At turns hysterical and heartbreaking, the film follows Billy (played by Andrew Patterson) and his cousin and best pal, Lou (played by Harriet Beattie). The two make an unlikely pair: the nancy boy and his athletic tomboy protector.
Set in 1970’s New Zealand, 50 Ways of Saying Fabulous captures the peculiarities of rustic life Down Under: the barren, rocky landscape, the persistent threat of brush fires and the dry, choking drought.
It’s a fitting backdrop for a story about feeling like an alien in your own skin. Ridiculed as a ”poofter,” Billy escapes the realities of his less-than-fabulous life by imagining he’s an outer-space adventurer, battling otherworldly creatures instead of class bullies.
He finds refuge in Roy (played by the uber-awkward Roy Collins), the strange new classmate who’s even weirder than Billy. The two strike up an unconventional relationship, exploring each other’s bodies and finding comfort in living on the outside.
Director Stewart Main offers a finely-tuned addition to the vast coming-out repertoire of gay cinema. At once passing strange and immediately familiar, 50 Ways of Saying Fabulous carries us back to the pain and misery of gay youth. The only triumph is getting through it reasonably unscathed.

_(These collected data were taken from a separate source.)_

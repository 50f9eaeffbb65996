//! Data provider value object

use serde::{Deserialize, Serialize};
use std::fmt;

/// The transit authority service a route record came from
#[derive(Debug, Clone, Copy, PartialEq, Eq, Hash, Serialize, Deserialize)]
#[serde(rename_all = "lowercase")]
pub enum Provider {
    /// Seoul Metropolitan Government bus information service
    Seoul,
    /// Gyeonggi Province bus route service
    Gyeonggi,
    /// Busan BIMS (open API plus the legacy Ajax service)
    Busan,
    /// Nationwide TAGO service, scoped per municipality
    National,
}

impl Provider {
    /// The three fixed-region providers, in the order searches run against them
    pub const FIXED_REGIONS: [Self; 3] = [Self::Seoul, Self::Gyeonggi, Self::Busan];

    /// Short machine-readable tag
    #[must_use]
    pub const fn tag(&self) -> &'static str {
        match self {
            Self::Seoul => "seoul",
            Self::Gyeonggi => "gyeonggi",
            Self::Busan => "busan",
            Self::National => "tago",
        }
    }

    /// Region display label for fixed-region providers
    ///
    /// The national provider has no fixed label; its region comes from the
    /// municipality embedded in each route id.
    #[must_use]
    pub const fn region_label(&self) -> Option<&'static str> {
        match self {
            Self::Seoul => Some("서울"),
            Self::Gyeonggi => Some("경기"),
            Self::Busan => Some("부산"),
            Self::National => None,
        }
    }

    /// Returns true for the three fixed-region providers
    #[must_use]
    pub const fn is_fixed_region(&self) -> bool {
        !matches!(self, Self::National)
    }
}

impl fmt::Display for Provider {
    fn fmt(&self, f: &mut fmt::Formatter<'_>) -> fmt::Result {
        f.write_str(self.tag())
    }
}

#[cfg(test)]
mod tests {
    use super::*;

    #[test]
    fn fixed_regions_have_labels() {
        for provider in Provider::FIXED_REGIONS {
            assert!(provider.is_fixed_region());
            assert!(provider.region_label().is_some());
        }
    }

    #[test]
    fn national_has_no_fixed_label() {
        assert!(!Provider::National.is_fixed_region());
        assert_eq!(Provider::National.region_label(), None);
    }

    #[test]
    fn display_uses_tag() {
        assert_eq!(Provider::Gyeonggi.to_string(), "gyeonggi");
        assert_eq!(Provider::National.to_string(), "tago");
    }

    #[test]
    fn serializes_lowercase() {
        let json = serde_json::to_string(&Provider::Busan).unwrap();
        assert_eq!(json, "\"busan\"");
    }
}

False starts abound, however. Viewers can’t help but cringe when Billy falls for the hunky, handyman, Jamie (played with a satisfying machismo by Michael Dorman). Young Billy virtually throws himself at the unsuspecting bloke, to much horror indeed.
As refreshing and quirky as 50 Ways of Saying Fabulous often is, it also suffers to a degree from its strangeness. It can seem at times more like a funky B movie than a modern coming-out story.
Still, the movie is a satisfying, oddball treat on many levels. Many viewers will certainly identify and sympathize with the chunky protagonist, remembering all too well our own alien pasts, and thankful indeed that they’re behind us.